For every section, if a top-level key:value pair is found and the value contains ".json", that file is loaded and inserted into this option. The key-value is not used, and may be anything. Key names are enclosed in quotes (" "). Although it tends to make more sense to arrange the keys in the shown order, the order does not matter (anywhere) and will be read correctly.


.. warning::
   The ``modules`` key is an array and requires the use of [ ]


.. warning::

   Do not prefix a number with zero (0). This is the
   octal prefix and it will cause the JSON parser to choke on lines that
   otherwise look fine.

.. note::
   A user can specify a number as ``"5"`` or ``5``. Internally to CHM it will be converted to a numeric type. Thus, both are fine, however a non-string should be preferred. This is similar for ``"true"`` and ``true``. 

.. note::
   Boolean types are case sensitive.

Sections
---------

option
********

This section contains options for CHM and the simulation in general. This is a required section.

.. code:: json

   {
      "option":
      {
           "debug_level": "debug",
           "prj_name": "SnowCast",
           "startdate": "20180501T050000"
           "enddate": "20180501T060000"

      }
   }


.. confval::  point_mode
   
   :type: ``{ }``
   :required: No

   Point mode selects that the model should be run in point mode, versus
   distributed mode. 

   There is one optional key that need to be specified:

   - ``forcing`` (string)

   ``forcing`` needs to correspond to a specific input point as defined in the forcing section

   Usage of this key also requires adding ``point_mode`` to the module list. Lastly, no
   modules which are defined ``parallel:domain`` may be used when point_mode is enabled.

.. code:: json 

       "point_mode":
       {
         "forcing":"UpperClearing"
       },

.. code:: json

       "point_mode":
       {
         // empty to just enable it
       },

.. confval:: notification_script

   :type: string
   :default: None

   Path to a script to call upon model execution. This is useful
   for sending a notification to a computer or phone upon the completion of
   a long model run.

.. code:: json 

       "notification_script":"./finished.sh"

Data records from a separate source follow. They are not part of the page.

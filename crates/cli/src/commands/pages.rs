//! Page management commands.
//!
//! # Usage
//!
//! ```bash
//! quill pages list
//! quill pages create --title "About Us" --content "Who we are" --publish
//! quill pages edit 4 --content "Updated copy"
//! quill pages delete 4 --yes
//! ```

use std::sync::Arc;

use clap::Subcommand;

use quillpress_admin::{PageEditor, PageList};
use quillpress_client::{ApiClient, ContentStore, RestContentStore, SessionContext};
use quillpress_core::{PageId, PageStatus, UserId};

use super::{CliError, prompt};

#[derive(Subcommand)]
pub enum PageAction {
    /// List pages, optionally filtered by status
    List {
        /// Filter: draft or published
        #[arg(short, long)]
        status: Option<String>,
    },
    /// Create a page
    Create {
        /// Page title
        #[arg(short, long)]
        title: String,

        /// Slug override (derived from the title when omitted)
        #[arg(long)]
        slug: Option<String>,

        /// Page body (markdown)
        #[arg(short, long, default_value = "")]
        content: String,

        /// Publish immediately instead of saving a draft
        #[arg(long)]
        publish: bool,
    },
    /// Edit an existing page
    Edit {
        /// Page ID
        id: i64,

        #[arg(short, long)]
        title: Option<String>,

        #[arg(long)]
        slug: Option<String>,

        #[arg(short, long)]
        content: Option<String>,

        /// Status to write (`draft`, `published`)
        #[arg(short, long)]
        status: Option<String>,

        /// Force draft status, regardless of --status
        #[arg(long, conflicts_with = "publish")]
        draft: bool,

        /// Force published status, regardless of --status
        #[arg(long)]
        publish: bool,
    },
    /// Delete a page
    Delete {
        /// Page ID
        id: i64,

        /// Skip the confirmation prompt
        #[arg(short, long)]
        yes: bool,
    },
}

pub async fn run(client: ApiClient, action: PageAction) -> Result<(), CliError> {
    match action {
        PageAction::List { status } => list(client, status).await,
        PageAction::Create {
            title,
            slug,
            content,
            publish,
        } => create(client, &title, slug, &content, publish).await,
        PageAction::Edit {
            id,
            title,
            slug,
            content,
            status,
            draft,
            publish,
        } => edit(client, id, title, slug, content, status, draft, publish).await,
        PageAction::Delete { id, yes } => delete(client, id, yes).await,
    }
}

fn parse_status(input: &str) -> Result<PageStatus, CliError> {
    input
        .parse()
        .map_err(|err: String| CliError::InvalidArg("status", err))
}

async fn author_id(client: &ApiClient) -> Option<UserId> {
    let session = SessionContext::bootstrap(client.clone()).await;
    session.user().map(|user| user.id)
}

fn rest_store(client: ApiClient) -> Arc<dyn ContentStore> {
    Arc::new(RestContentStore::new(client))
}

fn submit_error(editor: &PageEditor, err: quillpress_admin::EditorError) -> CliError {
    match editor.notice() {
        Some(notice) => CliError::Submit(notice.to_string()),
        None => CliError::Editor(err),
    }
}

#[allow(clippy::print_stdout)]
async fn list(client: ApiClient, status: Option<String>) -> Result<(), CliError> {
    let filter = status.as_deref().map(parse_status).transpose()?;
    let view = PageList::open_filtered(rest_store(client), filter).await?;

    if view.pages().is_empty() {
        println!("No pages found");
        return Ok(());
    }

    for page in view.pages() {
        println!(
            "{:>5}  {:<9}  {}  /{}  (updated {})",
            page.id,
            page.status.to_string(),
            page.title,
            page.slug,
            page.updated_at.date_naive()
        );
    }
    Ok(())
}

#[allow(clippy::print_stdout)]
async fn create(
    client: ApiClient,
    title: &str,
    slug: Option<String>,
    content: &str,
    publish: bool,
) -> Result<(), CliError> {
    let author = author_id(&client).await;
    let mut editor = PageEditor::new(rest_store(client), author);

    editor.set_title(title);
    if let Some(slug) = slug {
        editor.set_slug(&slug);
    }
    editor.set_content(content);

    let result = if publish {
        editor.publish().await
    } else {
        editor.save_draft().await
    };

    match result {
        Ok(page) => {
            println!("Created page {} ({}) as {}", page.id, page.slug, page.status);
            Ok(())
        }
        Err(err) => Err(submit_error(&editor, err)),
    }
}

#[allow(clippy::too_many_arguments, clippy::print_stdout)]
async fn edit(
    client: ApiClient,
    id: i64,
    title: Option<String>,
    slug: Option<String>,
    content: Option<String>,
    status: Option<String>,
    draft: bool,
    publish: bool,
) -> Result<(), CliError> {
    let author = author_id(&client).await;
    let mut editor = PageEditor::open(rest_store(client), PageId::new(id), author).await?;

    if let Some(title) = title {
        editor.set_title(&title);
    }
    if let Some(slug) = slug {
        editor.set_slug(&slug);
    }
    if let Some(content) = content {
        editor.set_content(&content);
    }
    if let Some(status) = status {
        editor.set_status(parse_status(&status)?);
    }

    let result = if publish {
        editor.publish().await
    } else if draft {
        editor.save_draft().await
    } else {
        editor.submit().await
    };

    match result {
        Ok(page) => {
            println!("Updated page {} ({}) as {}", page.id, page.slug, page.status);
            Ok(())
        }
        Err(err) => Err(submit_error(&editor, err)),
    }
}

#[allow(clippy::print_stdout)]
async fn delete(client: ApiClient, id: i64, yes: bool) -> Result<(), CliError> {
    let mut view = PageList::open(rest_store(client)).await?;

    let id = PageId::new(id);
    if !view.request_delete(id) {
        return Err(CliError::InvalidArg("id", format!("no page with id {id}")));
    }

    if !yes {
        let answer = prompt(&format!("Delete page {id}? [y/N] "))?;
        if !matches!(answer.to_lowercase().as_str(), "y" | "yes") {
            view.cancel_delete();
            println!("Aborted");
            return Ok(());
        }
    }

    view.confirm_delete().await?;
    println!("Deleted page {id}");
    Ok(())
}
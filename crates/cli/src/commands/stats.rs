//! Content count summary.

use quillpress_admin::load_stats;
use quillpress_client::{ApiClient, RestContentStore};

use super::CliError;

/// Print aggregate content counts.
#[allow(clippy::print_stdout)]
pub async fn run(client: ApiClient) -> Result<(), CliError> {
    let store = RestContentStore::new(client);
    let stats = load_stats(&store).await?;

    println!("Posts: {} total", stats.total_posts);
    println!("  published: {}", stats.published_posts);
    println!("  drafts:    {}", stats.draft_posts);
    println!("Pages: {} total", stats.total_pages);
    Ok(())
}
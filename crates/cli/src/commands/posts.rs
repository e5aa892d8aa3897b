//! Post management commands.
//!
//! # Usage
//!
//! ```bash
//! quill posts list --status draft
//! quill posts create --title "Hello World" --content "Body" --publish
//! quill posts edit 12 --title "New Title" --publish
//! quill posts delete 12
//! ```

use std::sync::Arc;

use clap::Subcommand;

use quillpress_admin::{PostEditor, PostList};
use quillpress_client::{ApiClient, ContentStore, RestContentStore, SessionContext};
use quillpress_core::{PostId, PostStatus, UserId};

use super::{CliError, prompt};

#[derive(Subcommand)]
pub enum PostAction {
    /// List posts, optionally filtered by status
    List {
        /// Filter: draft, published, or archived
        #[arg(short, long)]
        status: Option<String>,
    },
    /// Create a post
    Create {
        /// Post title
        #[arg(short, long)]
        title: String,

        /// Slug override (derived from the title when omitted)
        #[arg(long)]
        slug: Option<String>,

        /// Post body (markdown)
        #[arg(short, long, default_value = "")]
        content: String,

        /// Short description shown in listings
        #[arg(short, long, default_value = "")]
        excerpt: String,

        /// Cover image URL
        #[arg(long)]
        cover_image: Option<String>,

        /// Publish immediately instead of saving a draft
        #[arg(long)]
        publish: bool,
    },
    /// Edit an existing post
    Edit {
        /// Post ID
        id: i64,

        #[arg(short, long)]
        title: Option<String>,

        #[arg(long)]
        slug: Option<String>,

        #[arg(short, long)]
        content: Option<String>,

        #[arg(short, long)]
        excerpt: Option<String>,

        #[arg(long)]
        cover_image: Option<String>,

        /// Status to write (`draft`, `published`, `archived`)
        #[arg(short, long)]
        status: Option<String>,

        /// Force draft status, regardless of --status
        #[arg(long, conflicts_with = "publish")]
        draft: bool,

        /// Force published status, regardless of --status
        #[arg(long)]
        publish: bool,
    },
    /// Delete a post
    Delete {
        /// Post ID
        id: i64,

        /// Skip the confirmation prompt
        #[arg(short, long)]
        yes: bool,
    },
}

pub async fn run(client: ApiClient, action: PostAction) -> Result<(), CliError> {
    match action {
        PostAction::List { status } => list(client, status).await,
        PostAction::Create {
            title,
            slug,
            content,
            excerpt,
            cover_image,
            publish,
        } => create(client, &title, slug, &content, &excerpt, cover_image, publish).await,
        PostAction::Edit {
            id,
            title,
            slug,
            content,
            excerpt,
            cover_image,
            status,
            draft,
            publish,
        } => {
            edit(
                client,
                id,
                title,
                slug,
                content,
                excerpt,
                cover_image,
                status,
                draft,
                publish,
            )
            .await
        }
        PostAction::Delete { id, yes } => delete(client, id, yes).await,
    }
}

fn parse_status(input: &str) -> Result<PostStatus, CliError> {
    input
        .parse()
        .map_err(|err: String| CliError::InvalidArg("status", err))
}

/// Active user's ID, for stamping into write payloads. Absent when signed
/// out - the server decides whether to accept anonymous writes.
async fn author_id(client: &ApiClient) -> Option<UserId> {
    let session = SessionContext::bootstrap(client.clone()).await;
    session.user().map(|user| user.id)
}

fn rest_store(client: ApiClient) -> Arc<dyn ContentStore> {
    Arc::new(RestContentStore::new(client))
}

/// Surface the editor's notice (conflicts get distinguished wording) when a
/// submission fails.
fn submit_error(editor: &PostEditor, err: quillpress_admin::EditorError) -> CliError {
    match editor.notice() {
        Some(notice) => CliError::Submit(notice.to_string()),
        None => CliError::Editor(err),
    }
}

#[allow(clippy::print_stdout)]
async fn list(client: ApiClient, status: Option<String>) -> Result<(), CliError> {
    let filter = status.as_deref().map(parse_status).transpose()?;
    let view = PostList::open_filtered(rest_store(client), filter).await?;

    if view.posts().is_empty() {
        println!("No posts found");
        return Ok(());
    }

    for post in view.posts() {
        println!(
            "{:>5}  {:<9}  {}  /{}  (updated {})",
            post.id,
            post.status.to_string(),
            post.title,
            post.slug,
            post.updated_at.date_naive()
        );
    }
    Ok(())
}

#[allow(clippy::print_stdout)]
async fn create(
    client: ApiClient,
    title: &str,
    slug: Option<String>,
    content: &str,
    excerpt: &str,
    cover_image: Option<String>,
    publish: bool,
) -> Result<(), CliError> {
    let author = author_id(&client).await;
    let mut editor = PostEditor::new(rest_store(client), author);

    editor.set_title(title);
    if let Some(slug) = slug {
        editor.set_slug(&slug);
    }
    editor.set_content(content);
    editor.set_excerpt(excerpt);
    if let Some(url) = cover_image {
        editor.set_cover_image(&url);
    }

    let result = if publish {
        editor.publish().await
    } else {
        editor.save_draft().await
    };

    match result {
        Ok(post) => {
            println!("Created post {} ({}) as {}", post.id, post.slug, post.status);
            Ok(())
        }
        Err(err) => Err(submit_error(&editor, err)),
    }
}

#[allow(clippy::too_many_arguments, clippy::print_stdout)]
async fn edit(
    client: ApiClient,
    id: i64,
    title: Option<String>,
    slug: Option<String>,
    content: Option<String>,
    excerpt: Option<String>,
    cover_image: Option<String>,
    status: Option<String>,
    draft: bool,
    publish: bool,
) -> Result<(), CliError> {
    let author = author_id(&client).await;
    let mut editor = PostEditor::open(rest_store(client), PostId::new(id), author).await?;

    if let Some(title) = title {
        editor.set_title(&title);
    }
    if let Some(slug) = slug {
        editor.set_slug(&slug);
    }
    if let Some(content) = content {
        editor.set_content(&content);
    }
    if let Some(excerpt) = excerpt {
        editor.set_excerpt(&excerpt);
    }
    if let Some(url) = cover_image {
        editor.set_cover_image(&url);
    }
    if let Some(status) = status {
        editor.set_status(parse_status(&status)?);
    }

    let result = if publish {
        editor.publish().await
    } else if draft {
        editor.save_draft().await
    } else {
        editor.submit().await
    };

    match result {
        Ok(post) => {
            println!("Updated post {} ({}) as {}", post.id, post.slug, post.status);
            Ok(())
        }
        Err(err) => Err(submit_error(&editor, err)),
    }
}

#[allow(clippy::print_stdout)]
async fn delete(client: ApiClient, id: i64, yes: bool) -> Result<(), CliError> {
    let mut view = PostList::open(rest_store(client)).await?;

    let id = PostId::new(id);
    if !view.request_delete(id) {
        return Err(CliError::InvalidArg("id", format!("no post with id {id}")));
    }

    if !yes {
        let answer = prompt(&format!("Delete post {id}? [y/N] "))?;
        if !matches!(answer.to_lowercase().as_str(), "y" | "yes") {
            view.cancel_delete();
            println!("Aborted");
            return Ok(());
        }
    }

    view.confirm_delete().await?;
    println!("Deleted post {id}");
    Ok(())
}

And example of what ``finished.sh`` might do is below, which triggers a
notification.


.. confval:: debug_level

   :type: string
   :default: "Debug"

   This controls the verbosity of the output. Options are: 

   - verbose [ all messages ] 
   - debug [ most messages useful for debugging ] 
   - warning [only warnings] 
   - error [ only errors which terminate model execution ]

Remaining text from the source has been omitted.